Data listing

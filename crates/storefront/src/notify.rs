//! User-facing notifications ("toasts").
//!
//! The cart container emits these; the HTTP layer subscribes before running
//! an action and returns whatever was emitted alongside the response.

use serde::Serialize;
use tokio::sync::broadcast;

const CHANNEL_CAPACITY: usize = 64;

/// Severity of a notification.
#[derive(Debug, Clone, Copy, PartialEq, Eq, Serialize)]
#[serde(rename_all = "snake_case")]
pub enum NotificationKind {
    Success,
    Info,
    Warning,
    Error,
}

/// A message for the shopper.
#[derive(Debug, Clone, PartialEq, Eq, Serialize)]
pub struct Notification {
    pub kind: NotificationKind,
    pub message: String,
}

/// Broadcast sender for notifications.
#[derive(Debug, Clone)]
pub struct Notifier {
    tx: broadcast::Sender<Notification>,
}

impl Notifier {
    #[must_use]
    pub fn new() -> Self {
        let (tx, _) = broadcast::channel(CHANNEL_CAPACITY);
        Self { tx }
    }

    pub fn notify(&self, kind: NotificationKind, message: impl Into<String>) {
        // Nobody listening is fine.
        let _ = self.tx.send(Notification {
            kind,
            message: message.into(),
        });
    }

    pub fn success(&self, message: impl Into<String>) {
        self.notify(NotificationKind::Success, message);
    }

    pub fn info(&self, message: impl Into<String>) {
        self.notify(NotificationKind::Info, message);
    }

    pub fn warning(&self, message: impl Into<String>) {
        self.notify(NotificationKind::Warning, message);
    }

    pub fn error(&self, message: impl Into<String>) {
        self.notify(NotificationKind::Error, message);
    }

    #[must_use]
    pub fn subscribe(&self) -> broadcast::Receiver<Notification> {
        self.tx.subscribe()
    }
}

impl Default for Notifier {
    fn default() -> Self {
        Self::new()
    }
}

/// Take every notification already queued on `rx`.
pub fn drain(rx: &mut broadcast::Receiver<Notification>) -> Vec<Notification> {
    let mut out = Vec::new();
    loop {
        match rx.try_recv() {
            Ok(notification) => out.push(notification),
            Err(broadcast::error::TryRecvError::Lagged(_)) => {}
            Err(_) => break,
        }
    }
    out
}

#[cfg(test)]
mod tests {
    use super::*;

    #[test]
    fn test_drain_collects_in_order() {
        let notifier = Notifier::new();
        let mut rx = notifier.subscribe();

        notifier.success("Adicionado");
        notifier.warning("Cuidado");

        let drained = drain(&mut rx);
        assert_eq!(drained.len(), 2);
        assert_eq!(drained[0].kind, NotificationKind::Success);
        assert_eq!(drained[1].message, "Cuidado");
        assert!(drain(&mut rx).is_empty());
    }
}
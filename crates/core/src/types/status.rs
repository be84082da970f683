//! Status enums for catalog entities.

use serde::{Deserialize, Serialize};

/// Product lifecycle status as stored by the backend.
///
/// Only [`ProductStatus::Active`] products are eligible for storefront views.
/// Values the backend may add later deserialize as [`ProductStatus::Unknown`]
/// instead of failing the whole catalog fetch.
#[derive(Debug, Clone, Copy, PartialEq, Eq, Hash, Serialize, Deserialize, Default)]
#[serde(rename_all = "snake_case")]
pub enum ProductStatus {
    #[default]
    Active,
    Inactive,
    Draft,
    Archived,
    #[serde(other)]
    Unknown,
}

impl ProductStatus {
    /// Whether products with this status may be shown in the storefront.
    #[must_use]
    pub const fn is_active(self) -> bool {
        matches!(self, Self::Active)
    }
}
//! HTTP route handlers for storefront.
//!
//! # Route Structure
//!
//! ```text
//! GET    /health                       - Health check
//!
//! # Catalog
//! GET    /api/products                 - All visible products (?refresh=true)
//! GET    /api/products/featured        - Featured (max 8)
//! GET    /api/products/new             - New arrivals (max 12)
//! GET    /api/products/offers          - On sale (max 12)
//! GET    /api/products/out-of-stock    - Out of stock (max 30)
//! GET    /api/products/brand/{brand}   - One brand (max 30)
//! GET    /api/products/search?q=       - Search (max 30)
//! GET    /api/products/{id}            - Product detail
//! GET    /api/products/{id}/related    - Related products (max 4)
//! GET    /api/brands                   - Brand names
//! POST   /api/catalog/invalidate       - Drop cached snapshots (?pattern=)
//! GET    /api/settings/public          - Public store settings
//!
//! # Cart (X-Device-Id, X-Tab-Id, optional X-User-Id)
//! GET    /api/cart                     - Cart with totals
//! POST   /api/cart/items               - Add {product, quantity}
//! PATCH  /api/cart/items/{id}          - Set {quantity}
//! DELETE /api/cart/items/{id}          - Remove line
//! DELETE /api/cart                     - Clear
//! POST   /api/cart/checkout            - WhatsApp order link
//!
//! # Favorites (same headers as cart)
//! GET    /api/favorites                - Favorite ids
//! POST   /api/favorites/{id}/toggle    - Toggle membership
//!
//! # Admin (Authorization: Bearer)
//! GET    /api/admin/settings           - Store settings
//! PUT    /api/admin/settings           - Update store settings
//! PATCH  /api/admin/products/{id}      - Update product
//! ```

pub mod admin;
pub mod cart;
pub mod favorites;
pub mod products;

use axum::{
    Router,
    body::Body,
    http::Request,
    routing::{get, patch, post},
};
use tower_http::cors::CorsLayer;
use tower_http::trace::TraceLayer;

use crate::middleware::request_id_middleware;
use crate::state::AppState;

/// Create the product routes router.
pub fn product_routes() -> Router<AppState> {
    Router::new()
        .route("/", get(products::index))
        .route("/featured", get(products::featured))
        .route("/new", get(products::new_arrivals))
        .route("/offers", get(products::offers))
        .route("/out-of-stock", get(products::out_of_stock))
        .route("/brand/{brand}", get(products::by_brand))
        .route("/search", get(products::search))
        .route("/{id}", get(products::show))
        .route("/{id}/related", get(products::related))
}

/// Create the cart routes router.
pub fn cart_routes() -> Router<AppState> {
    Router::new()
        .route("/", get(cart::show).delete(cart::clear))
        .route("/items", post(cart::add))
        .route("/items/{id}", patch(cart::update).delete(cart::remove))
        .route("/checkout", post(cart::checkout))
}

/// Create the favorites routes router.
pub fn favorite_routes() -> Router<AppState> {
    Router::new()
        .route("/", get(favorites::show))
        .route("/{id}/toggle", post(favorites::toggle))
}

/// Create the admin routes router.
pub fn admin_routes() -> Router<AppState> {
    Router::new()
        .route(
            "/settings",
            get(admin::settings).put(admin::update_settings),
        )
        .route("/products/{id}", patch(admin::update_product))
}

/// Create all routes for the storefront.
pub fn routes() -> Router<AppState> {
    Router::new()
        .route("/health", get(health))
        .nest("/api/products", product_routes())
        .route("/api/brands", get(products::brands))
        .route("/api/catalog/invalidate", post(products::invalidate))
        .route("/api/settings/public", get(products::public_settings))
        .nest("/api/cart", cart_routes())
        .nest("/api/favorites", favorite_routes())
        .nest("/api/admin", admin_routes())
}

/// The complete application: routes, state, and the request middleware.
///
/// Sentry layers are added by the binary, outside this stack.
pub fn app(state: AppState) -> Router {
    routes()
        .with_state(state)
        .layer(axum::middleware::from_fn(request_id_middleware))
        .layer(
            TraceLayer::new_for_http().make_span_with(|request: &Request<Body>| {
                tracing::info_span!(
                    "http_request",
                    method = %request.method(),
                    uri = %request.uri(),
                    request_id = tracing::field::Empty,
                    tab_id = tracing::field::Empty,
                )
            }),
        )
        .layer(CorsLayer::permissive())
}

/// Liveness health check endpoint.
///
/// Returns "ok" if the server is running. Does not check dependencies.
async fn health() -> &'static str {
    "ok"
}
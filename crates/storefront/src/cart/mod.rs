//! Cart and favorites state container.
//!
//! # Architecture
//!
//! - [`reducer`] holds the pure state machine ([`AppState`], [`Action`]).
//! - [`CartContainer`] owns one context's state in a `watch` channel, loads
//!   it from [`NamespacedStorage`](crate::storage::NamespacedStorage),
//!   writes changes back after a debounce window, and applies changes made
//!   by other contexts sharing the same storage.
//! - [`checkout`] turns the cart into a WhatsApp order link.
//! - [`TabRegistry`] hosts one container per browser tab for the HTTP layer.
//!
//! Write-back is skipped until the initial load finishes, so a freshly
//! opened context never overwrites stored data with its empty defaults.

pub mod checkout;
mod container;
mod persist;
pub mod reducer;
mod registry;

pub use checkout::{CheckoutError, Handoff, ReturnLink, WhatsAppCheckout, order_message};
pub use container::{CartContainer, CartOptions};
pub use reducer::{Action, AppState, reduce};
pub use registry::{TabRegistry, TabSession};
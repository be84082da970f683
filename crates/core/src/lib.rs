//! Vitrine Core - Shared types library.
//!
//! This crate provides common types used across all Vitrine components:
//! - `storefront` - Catalog cache, cart container, and the HTTP service
//! - `cli` - Command-line tools for migrations and catalog previews
//!
//! # Architecture
//!
//! The core crate contains only types and pure functions - no I/O, no
//! database access, no HTTP clients. This keeps it lightweight and allows it
//! to be used anywhere.
//!
//! # Modules
//!
//! - [`types`] - Newtype IDs, BRL prices, product records and classification,
//!   cart items and product-input normalization

#![cfg_attr(not(test), forbid(unsafe_code))]

pub mod types;

pub use types::*;
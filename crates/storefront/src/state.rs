//! Application state shared across handlers.

use std::sync::Arc;

use crate::backend::BackendClient;
use crate::cart::{CartOptions, ReturnLink, TabRegistry, WhatsAppCheckout};
use crate::catalog::{CatalogCache, CatalogSource, ChangeFeed};
use crate::config::StorefrontConfig;
use crate::storage::StorageBackend;

/// Application state shared across all handlers.
///
/// This struct is cheaply cloneable via `Arc` and provides access to the
/// catalog cache, the backend client, and the open tab containers.
#[derive(Clone)]
pub struct AppState {
    inner: Arc<AppStateInner>,
}

struct AppStateInner {
    config: StorefrontConfig,
    catalog: CatalogCache,
    backend: BackendClient,
    tabs: TabRegistry,
    feed: ChangeFeed,
}

impl AppState {
    /// Create the state with the backend client as catalog source.
    ///
    /// Must be called inside a tokio runtime: the catalog starts watching
    /// the change feed.
    #[must_use]
    pub fn new(config: StorefrontConfig, storage: Arc<dyn StorageBackend>) -> Self {
        let feed = ChangeFeed::new();
        let backend = BackendClient::new(&config.backend, feed.clone());
        let source: Arc<dyn CatalogSource> = Arc::new(backend.clone());
        Self::from_parts(config, source, backend, storage, feed)
    }

    /// Assemble the state from explicit parts (tests substitute the source).
    #[must_use]
    pub fn from_parts(
        config: StorefrontConfig,
        source: Arc<dyn CatalogSource>,
        backend: BackendClient,
        storage: Arc<dyn StorageBackend>,
        feed: ChangeFeed,
    ) -> Self {
        let catalog = CatalogCache::new(source, config.catalog);
        // The watcher ends when the feed's last sender is dropped.
        drop(catalog.watch_changes(&feed));

        let checkout = WhatsAppCheckout::new(&config.whatsapp_phone, Arc::new(ReturnLink));
        let tabs = TabRegistry::new(
            storage,
            checkout,
            CartOptions {
                persist_debounce: config.cart_persist_debounce,
            },
        );

        Self {
            inner: Arc::new(AppStateInner {
                config,
                catalog,
                backend,
                tabs,
                feed,
            }),
        }
    }

    /// Get a reference to the storefront configuration.
    #[must_use]
    pub fn config(&self) -> &StorefrontConfig {
        &self.inner.config
    }

    /// Get a reference to the catalog cache.
    #[must_use]
    pub fn catalog(&self) -> &CatalogCache {
        &self.inner.catalog
    }

    /// Get a reference to the hosted backend client.
    #[must_use]
    pub fn backend(&self) -> &BackendClient {
        &self.inner.backend
    }

    /// Get a reference to the open tab containers.
    #[must_use]
    pub fn tabs(&self) -> &TabRegistry {
        &self.inner.tabs
    }

    /// Get a reference to the row-change feed.
    #[must_use]
    pub fn feed(&self) -> &ChangeFeed {
        &self.inner.feed
    }
}
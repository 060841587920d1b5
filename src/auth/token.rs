//! Bearer token validation.
//!
//! # Validation flow
//!
//! 1. Decode header and payload without verification; malformed tokens stop here.
//! 2. The header `alg` must be on the configured allow-list.
//! 3. The `iss` claim must be an allowed issuer.
//! 4. Resolve the verification key: a static key for the issuer, else the
//!    issuer's JWKS via [`ExternalIdpManager`] (by `kid` when present).
//! 5. Verify signature, `exp`, `nbf`, `iss` and `aud` with clock leeway.
//! 6. Re-check the audience intersection explicitly.
//! 7. When enabled, check the `resource` claim against expected resources.
//! 8. Normalize provider claims through the IdP manager.

use std::collections::HashMap;
use std::sync::Arc;

use jsonwebtoken::{
    Algorithm, Header, Validation, decode, decode_header, errors::ErrorKind,
};
use thiserror::Error;
use tracing::{debug, warn};

use super::{Claims, ExternalIdpManager, IdpError, VerificationKey};
use crate::config::AuthConfig;
use crate::{Error, Result};

/// Why a bearer token was rejected.
#[derive(Debug, Clone, PartialEq, Eq, Error)]
pub enum TokenError {
    /// Malformed, unsupported algorithm, or otherwise unusable
    #[error("Invalid token: {0}")]
    InvalidToken(String),

    /// `exp` is in the past beyond the clock tolerance
    #[error("Token expired: {0}")]
    Expired(String),

    /// Audience does not intersect the expected audiences
    #[error("Invalid audience: {0}")]
    InvalidAudience(String),

    /// Issuer is not trusted
    #[error("Invalid issuer: {0}")]
    InvalidIssuer(String),

    /// Signature does not verify, or no key could verify it
    #[error("Invalid signature: {0}")]
    InvalidSignature(String),

    /// Resource indicator does not match an expected resource
    #[error("Invalid resource: {0}")]
    InvalidResource(String),

    /// `nbf` is in the future beyond the clock tolerance
    #[error("Token not yet valid: {0}")]
    NotActive(String),
}

impl TokenError {
    /// OAuth 2.0 error code for the challenge.
    #[must_use]
    pub fn code(&self) -> &'static str {
        "invalid_token"
    }

    /// Short machine-readable kind.
    #[must_use]
    pub fn kind(&self) -> &'static str {
        match self {
            Self::InvalidToken(_) => "invalid_token",
            Self::Expired(_) => "expired_token",
            Self::InvalidAudience(_) => "invalid_audience",
            Self::InvalidIssuer(_) => "invalid_issuer",
            Self::InvalidSignature(_) => "invalid_signature",
            Self::InvalidResource(_) => "invalid_resource",
            Self::NotActive(_) => "token_not_active",
        }
    }

    /// RFC 6750 `WWW-Authenticate` header value.
    #[must_use]
    pub fn www_authenticate(&self) -> String {
        let description = self.to_string().replace('\\', "\\\\").replace('"', "\\\"");
        format!(
            "Bearer error=\"{}\", error_description=\"{description}\"",
            self.code()
        )
    }
}

/// Validates bearer tokens and returns normalized claims.
pub struct TokenValidator {
    config: AuthConfig,
    idps: Arc<ExternalIdpManager>,
    static_keys: HashMap<String, VerificationKey>,
}

impl TokenValidator {
    /// Build a validator. Static keys are parsed here; a bad PEM is a
    /// configuration error.
    pub fn new(config: AuthConfig, idps: Arc<ExternalIdpManager>) -> Result<Self> {
        let mut static_keys = HashMap::new();
        for key in &config.static_keys {
            let verification = if let Some(secret) = key.resolve_secret()? {
                VerificationKey::hmac(secret.as_bytes())
            } else if let Some(pem) = &key.public_key_pem {
                VerificationKey::rsa_pem(pem.as_bytes())
                    .or_else(|_| VerificationKey::ec_pem(pem.as_bytes()))
                    .map_err(|e| {
                        Error::Config(format!("static key for '{}': {e}", key.issuer))
                    })?
            } else {
                return Err(Error::Config(format!(
                    "static key for '{}' has no key material",
                    key.issuer
                )));
            };
            static_keys.insert(key.issuer.clone(), verification);
        }

        Ok(Self {
            config,
            idps,
            static_keys,
        })
    }

    /// Returns `true` if tokens from `issuer` are accepted.
    #[must_use]
    pub fn is_allowed_issuer(&self, issuer: &str) -> bool {
        self.config.issuers.iter().any(|i| i == issuer) || self.idps.has_idp(issuer)
    }

    /// Validate `token` and return its normalized claims.
    pub async fn validate_token(&self, token: &str) -> std::result::Result<Claims, TokenError> {
        let (header, unverified) = decode_unverified(token)?;

        if !self.config.algorithms.contains(&header.alg) {
            return Err(TokenError::InvalidToken(format!(
                "algorithm {:?} is not allowed",
                header.alg
            )));
        }

        let issuer = unverified.iss;
        if issuer.is_empty() {
            return Err(TokenError::InvalidIssuer("missing iss claim".to_string()));
        }
        if !self.is_allowed_issuer(&issuer) {
            warn!(issuer = %issuer, "Rejected token from untrusted issuer");
            return Err(TokenError::InvalidIssuer(format!("issuer '{issuer}' is not trusted")));
        }

        let key = self.resolve_key(&issuer, header.kid.as_deref()).await?;
        if !key.supports(header.alg) {
            return Err(TokenError::InvalidSignature(format!(
                "key for '{issuer}' cannot verify {:?}",
                header.alg
            )));
        }

        let claims = decode::<Claims>(token, &key.key, &self.validation(header.alg, &issuer))
            .map_err(map_jwt_error)?
            .claims;

        if !self.config.audiences.is_empty() && !claims.audience_intersects(&self.config.audiences) {
            return Err(TokenError::InvalidAudience(format!(
                "token audience {:?} does not include an expected audience",
                claims.aud
            )));
        }

        if self.config.validate_resource && !claims.resource.is_empty() {
            let matched = claims.resource.iter().any(|r| {
                self.config
                    .expected_resources
                    .iter()
                    .any(|expected| resource_matches(r, expected))
            });
            if !matched {
                return Err(TokenError::InvalidResource(format!(
                    "resource {:?} is not an expected resource",
                    claims.resource
                )));
            }
        }

        debug!(sub = %claims.sub, issuer = %issuer, "Token validated");
        Ok(self.idps.extract_claims(&issuer, claims))
    }

    /// Drop cached JWKS documents.
    pub fn clear_key_cache(&self) {
        self.idps.clear_key_cache();
    }

    async fn resolve_key(
        &self,
        issuer: &str,
        kid: Option<&str>,
    ) -> std::result::Result<VerificationKey, TokenError> {
        if let Some(key) = self.static_keys.get(issuer) {
            return Ok(key.clone());
        }

        self.idps.get_public_key(issuer, kid).await.map_err(|e| {
            warn!(issuer = %issuer, kid = ?kid, error = %e, "Key resolution failed");
            match e {
                IdpError::KeyNotFound { .. } => TokenError::InvalidSignature(e.to_string()),
                other => TokenError::InvalidToken(format!("key resolution failed: {other}")),
            }
        })
    }

    fn validation(&self, alg: Algorithm, issuer: &str) -> Validation {
        let mut validation = Validation::new(alg);
        validation.leeway = self.config.clock_tolerance.as_secs();
        validation.validate_exp = true;
        validation.validate_nbf = true;
        validation.set_issuer(&[issuer]);
        if self.config.audiences.is_empty() {
            validation.validate_aud = false;
        } else {
            validation.set_audience(&self.config.audiences);
        }
        validation
    }
}

/// Structural decode of header and payload, no signature check.
fn decode_unverified(token: &str) -> std::result::Result<(Header, Claims), TokenError> {
    let header = decode_header(token).map_err(|e| TokenError::InvalidToken(e.to_string()))?;

    let payload = token
        .split('.')
        .nth(1)
        .ok_or_else(|| TokenError::InvalidToken("missing payload segment".to_string()))?;
    let bytes = base64::Engine::decode(&base64::engine::general_purpose::URL_SAFE_NO_PAD, payload)
        .map_err(|_| TokenError::InvalidToken("payload is not base64url".to_string()))?;
    let claims = serde_json::from_slice::<Claims>(&bytes)
        .map_err(|e| TokenError::InvalidToken(format!("payload is not a claims object: {e}")))?;

    Ok((header, claims))
}

/// `resource` equals `expected`, or is a path prefix of it.
fn resource_matches(resource: &str, expected: &str) -> bool {
    let resource = resource.trim_end_matches('/');
    let expected = expected.trim_end_matches('/');
    resource == expected
        || expected
            .strip_prefix(resource)
            .is_some_and(|rest| rest.starts_with('/'))
}

fn map_jwt_error(e: jsonwebtoken::errors::Error) -> TokenError {
    match e.kind() {
        ErrorKind::ExpiredSignature => TokenError::Expired("token has expired".to_string()),
        ErrorKind::ImmatureSignature => TokenError::NotActive("token is not valid yet".to_string()),
        ErrorKind::InvalidAudience => TokenError::InvalidAudience("audience mismatch".to_string()),
        ErrorKind::MissingRequiredClaim(claim) if claim == "aud" => {
            TokenError::InvalidAudience("missing aud claim".to_string())
        }
        ErrorKind::InvalidIssuer => TokenError::InvalidIssuer("issuer mismatch".to_string()),
        ErrorKind::InvalidSignature => {
            TokenError::InvalidSignature("signature verification failed".to_string())
        }
        _ => TokenError::InvalidToken(e.to_string()),
    }
}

Problem
Which lines above hold the string "resolution"? Copy every one of them.

Response below
            warn!(issuer = %issuer, kid = ?kid, error = %e, "Key resolution failed");
                other => TokenError::InvalidToken(format!("key resolution failed: {other}")),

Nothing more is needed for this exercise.